Unfolded protein response (UPR), autophagy and coronavirus (CoV) infections. This figure represents data obtained by using different cell models infected by CoV viruses mouse hepatites virus (MHV), infectious bronchitis virus (IBV), SARS-CoV or SARS-CoV-2. CoV infection begins when the viral S protein attaches to its complementary host receptor, allowing the virus to enter the host cells by endocytosis or direct fusion of the viral envelop with the host membrane. The process of SARS-CoV2 virus entry and uncoating (1) downregulates AMPK and reduces phosphorylation of ATG14, disrupting the autophagy flux, while simultaneously inhibiting mTORC1, which promotes autophagy. Once inside the cell, the viral positive-sense RNA is translated (2) and the virus induces massive rearrangement of the intracellular membrane network to generate double membrane vesicles (DMVs) (3). CoV-induced DMVs may originate from late endosomes, autophagosomes or vesicles from the early secretory pathway. MHV-induced autophagy was impaired in cells lacking ATG5, which displayed a deranged morphology of the membranes and decreased viral yield. Nonlipidated LC3 extensively colocalizes with DMV protein markers and downregulation of LC3 protects cells from CoV infection as result of defects in DMVs biogenesis. CoV replication occurs within DMVs and transmembrane structural proteins (S, M and E) are synthesized in the ER (4).
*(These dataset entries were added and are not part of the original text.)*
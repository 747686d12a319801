//! Inputs to the session reducer and the side effects it asks for.

use crate::{FetchTicket, Page, PersistedSession};
use partyhaus_database::{Event, EventPatch, Guest, GuestPatch, User};
use supabase_client::ChangeNotification;

#[derive(Debug, Clone, PartialEq)]
pub enum Action {
    /// Persisted subset loaded at process start (`None` when nothing stored).
    Rehydrated(Option<PersistedSession>),
    /// `None` runs the logout cascade, including the remote sign-out.
    SetUser(Option<User>),
    SetCurrentPage(Page),
    SetEvents(Vec<Event>),
    AddEvent(Event),
    UpdateEvent { id: String, patch: EventPatch },
    RemoveEvent(String),
    AddGuest(Guest),
    UpdateGuest { id: String, patch: GuestPatch },
    RemoveGuest(String),
    SetGuests(Vec<Guest>),
    /// Select an event; loads its guests on first selection.
    SetCurrentEvent(Option<Event>),
    GuestsFetched {
        ticket: FetchTicket,
        result: Result<Vec<Guest>, String>,
    },
    RefreshEvents,
    EventsFetched {
        generation: u64,
        result: Result<Vec<Event>, String>,
    },
    Logout,
    SignedIn(User),
    /// Remote sign-out already happened; clear locally only.
    SignedOut,
    Change(ChangeNotification),
}

#[derive(Debug, Clone, PartialEq)]
pub enum Effect {
    FetchGuests(FetchTicket),
    FetchEvents { host_id: String, generation: u64 },
    /// Best-effort remote sign-out.
    SignOut,
    Persist(PersistedSession),
}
Non-structural protein NSP6 from IBV, MHV and SARS-CoV are localized in the ER and participate in autophagosome formation via omegasomes, which could be used for DMV formation. Finally, new viral particles are transported to the ER-Golgi intermediate compartment (ERGIC) for assembly (5) and exported through secretory pathway in smooth-wall vesicles, which ultimately fuse with the plasma membrane to release the mature virus (6). A high demand for membranes for DMV formation and virion exocytosis contributes to ER stress. MHV activates PERK/eIF2α and IRE1 and target genes from these two branches are detected upon infection. Cleavage of ATF6 can also be observed but no target genes are detected subsequently.